THEME: "Empowering Hearts, Empowering Lives: Shaping the Future of Cardiovascular Health"
12-13 Oct 2026
Bali, Indonesia
Riskhospitalet University Hospital
Title: First Isolated Single Ventricle Working Porcine Heart Model
Background : Isolated heart models constitute an important substrate for reproducing physiological parameters and testing pathological modifications and therapies and are thus important pre-clinical tools.
Single-ventricle (SV) congenital heart diseases result usually with palliative ‘Fontan’ circulation associated with morbidity and mortality despite recent advances in the management of patients presenting with SV.
Establishing a SV isolated heart model allows to investigate the physiology of an induced SV cardiac function and reproducing the pathological variations seen in humans.
Possible therapies including modifying mechanical circulatory supports (MCS); which in turn could be tested on this model.

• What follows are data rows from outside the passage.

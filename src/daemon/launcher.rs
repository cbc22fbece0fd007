//! Daemon discovery and launch.

use std::process::Stdio;
use std::time::{Duration, Instant};

use serde_json::Value;
use tokio::io::{AsyncBufReadExt, AsyncWriteExt, BufReader};
use tokio::net::TcpListener;

use crate::config::Config;
use crate::rpc::{ClientError, RpcClient};

use super::progress::ProgressMessage;

/// Poll interval for the accept loop; each tick re-checks the deadline
/// and whether the child died.
const POLL_TICK: Duration = Duration::from_millis(500);

/// Bound on reading a single progress line from an accepted connection
const LINE_TIMEOUT: Duration = Duration::from_secs(5);

/// How long to keep polling get_status after the handoff grace period
const CONFIRM_WINDOW: Duration = Duration::from_secs(15);

#[derive(Debug, thiserror::Error)]
pub enum LaunchError {
    #[error("io error: {0}")]
    Io(#[from] std::io::Error),

    #[error("daemon failed to start: {0}")]
    StartupFailed(String),

    #[error("daemon did not finish initializing within {0} seconds")]
    Timeout(u64),

    #[error("a daemon seems to be running but did not answer: {0}")]
    Unreachable(String),
}

#[derive(Debug)]
pub enum LaunchOutcome {
    /// The port was taken: a daemon is already up, here is its status
    AlreadyRunning(Value),
    /// We launched a daemon and confirmed it is serving
    Started(Value),
}

/// Ensure a daemon is running, starting one if needed.
///
/// Binding the well-known port is the existence check and the launch
/// claim in one atomic step: success means no daemon, failure with
/// "address in use" means one is already there (possibly still
/// initializing behind its own launcher).
pub async fn start(config: &Config) -> Result<LaunchOutcome, LaunchError> {
    let addr = config.addr();

    let listener = match TcpListener::bind(&addr).await {
        Ok(listener) => listener,
        Err(err) if err.kind() == std::io::ErrorKind::AddrInUse => {
            println!("daemon is already running");
            // mid-init the port belongs to another launcher and the status
            // query goes unanswered; that is still "already running"
            let status = match query_status(config).await {
                Ok(status) => status,
                Err(err) => serde_json::json!({
                    "status": "initializing",
                    "detail": err.to_string(),
                }),
            };
            return Ok(LaunchOutcome::AlreadyRunning(status));
        }
        Err(err) => return Err(err.into()),
    };

    println!("no daemon found, launching one...");
    let mut child = spawn_detached(config)?;

    let deadline = Instant::now() + Duration::from_secs(config.init_timeout_secs);
    wait_for_init(&listener, &mut child, deadline, config.init_timeout_secs).await?;

    // release the port for the daemon
    drop(listener);

    println!("initialization complete, waiting for the daemon to take over...");
    tokio::time::sleep(Duration::from_secs(config.ready_grace_secs)).await;

    let status = confirm_serving(config).await?;
    println!("daemon is up");
    Ok(LaunchOutcome::Started(status))
}

/// Run the progress receiver until init_completed, the child dying, or
/// the deadline. The source system waited forever here; we bound the
/// wait so a wedged daemon reports as a startup failure instead of a
/// hung launcher.
async fn wait_for_init(
    listener: &TcpListener,
    child: &mut std::process::Child,
    deadline: Instant,
    timeout_secs: u64,
) -> Result<(), LaunchError> {
    loop {
        if let Some(status) = child.try_wait()? {
            return Err(LaunchError::StartupFailed(format!(
                "daemon process exited during initialization ({status})"
            )));
        }
        if Instant::now() >= deadline {
            return Err(LaunchError::Timeout(timeout_secs));
        }

        let accepted = match tokio::time::timeout(POLL_TICK, listener.accept()).await {
            Err(_) => continue,
            Ok(accepted) => accepted?,
        };

        match receive_message(accepted.0).await {
            Ok(Some(ProgressMessage::Progress { message })) => {
                println!("progress: {message}");
            }
            Ok(Some(ProgressMessage::InitCompleted)) => {
                return Ok(());
            }
            Ok(Some(ProgressMessage::InitError { error })) => {
                return Err(LaunchError::StartupFailed(error));
            }
            Ok(Some(ProgressMessage::Ack)) | Ok(None) => {}
            Err(err) => {
                log::debug!("progress connection failed: {err}");
            }
        }
    }
}

/// Read one message from a progress connection, acking init_completed.
async fn receive_message(
    stream: tokio::net::TcpStream,
) -> std::io::Result<Option<ProgressMessage>> {
    let (read_half, mut write_half) = stream.into_split();
    let mut lines = BufReader::new(read_half).lines();

    let line = match tokio::time::timeout(LINE_TIMEOUT, lines.next_line()).await {
        Ok(line) => line?,
        Err(_) => return Ok(None),
    };
    let Some(line) = line else {
        return Ok(None);
    };

    let message: ProgressMessage = match serde_json::from_str(&line) {
        Ok(message) => message,
        Err(err) => {
            log::debug!("ignoring malformed progress line: {err}");
            return Ok(None);
        }
    };

    if message == ProgressMessage::InitCompleted {
        let mut ack = serde_json::to_string(&ProgressMessage::Ack)
            .map_err(|err| std::io::Error::new(std::io::ErrorKind::Other, err))?;
        ack.push('\n');
        write_half.write_all(ack.as_bytes()).await?;
        write_half.flush().await?;
    }

    Ok(Some(message))
}

/// Start the daemon as a fully detached child: null stdio and its own
/// session, so our lifetime and theirs are uncoupled.
fn spawn_detached(config: &Config) -> std::io::Result<std::process::Child> {
    let exe = std::env::current_exe()?;
    let mut cmd = std::process::Command::new(exe);
    cmd.arg("daemon")
        .arg("--data-dir")
        .arg(config.data_dir())
        .stdin(Stdio::null())
        .stdout(Stdio::null())
        .stderr(Stdio::null());

    #[cfg(unix)]
    {
        use std::os::unix::process::CommandExt;
        // SAFETY: setsid is async-signal-safe and we touch nothing else
        unsafe {
            cmd.pre_exec(|| {
                if libc::setsid() == -1 {
                    return Err(std::io::Error::last_os_error());
                }
                Ok(())
            });
        }
    }

    let child = cmd.spawn()?;
    log::info!("spawned daemon process {}", child.id());
    Ok(child)
}

async fn query_status(config: &Config) -> Result<Value, ClientError> {
    let client = RpcClient::new(
        config.addr(),
        Duration::from_secs(config.request_timeout_secs),
    );
    client.get_status().await
}

/// The daemon binds the port on its own schedule after the handoff;
/// poll status briefly instead of failing on the first refused connect.
async fn confirm_serving(config: &Config) -> Result<Value, LaunchError> {
    let deadline = Instant::now() + CONFIRM_WINDOW;
    loop {
        match query_status(config).await {
            Ok(status) => return Ok(status),
            Err(err) => {
                if Instant::now() >= deadline {
                    return Err(LaunchError::Unreachable(err.to_string()));
                }
                tokio::time::sleep(Duration::from_secs(1)).await;
            }
        }
    }
}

Methods: York-X swine ranging from (70-90 kg) were utilized due the similar characteristics with human heart anatomies and physiology.
Three recovered hearts were converted into SV functioning organs via: (1) an atrial septal defect via right atriotomy; (2) a ventricle septal defect via right ventriculotomy; (3) the main pulmonary artery was divided above the pulmonary valve and closed off SV hearts were connected to the apparatus and re-animated with heparinised pig blood and maintained at temperature of 38ºC.
The apparatus can be set in resting or working mode conditions: one can tune preloads and afterloads, and then collect hemodynamic data by echocardiography, electrocardiography, and pressure sensors in all cardiac chambers.
Results and Summary: An isolated-reanimated SV swine heart is easily reproducible which shows a decrease in the cardiac function in time. This model can be used for preclinical trials for testing therapies, particularly MCS devices.
This SV pre-clinical model provide a tool to study cardiac responses in resting and working conditions and to assess variations observed in SV patients and their potential responses to different pharmacological, electrical, and mechanical modifications.
Absence of neuro-humoral response should be considered, but reproducibility and accuracy of data make this platform an elegant tool for cardiovascular research.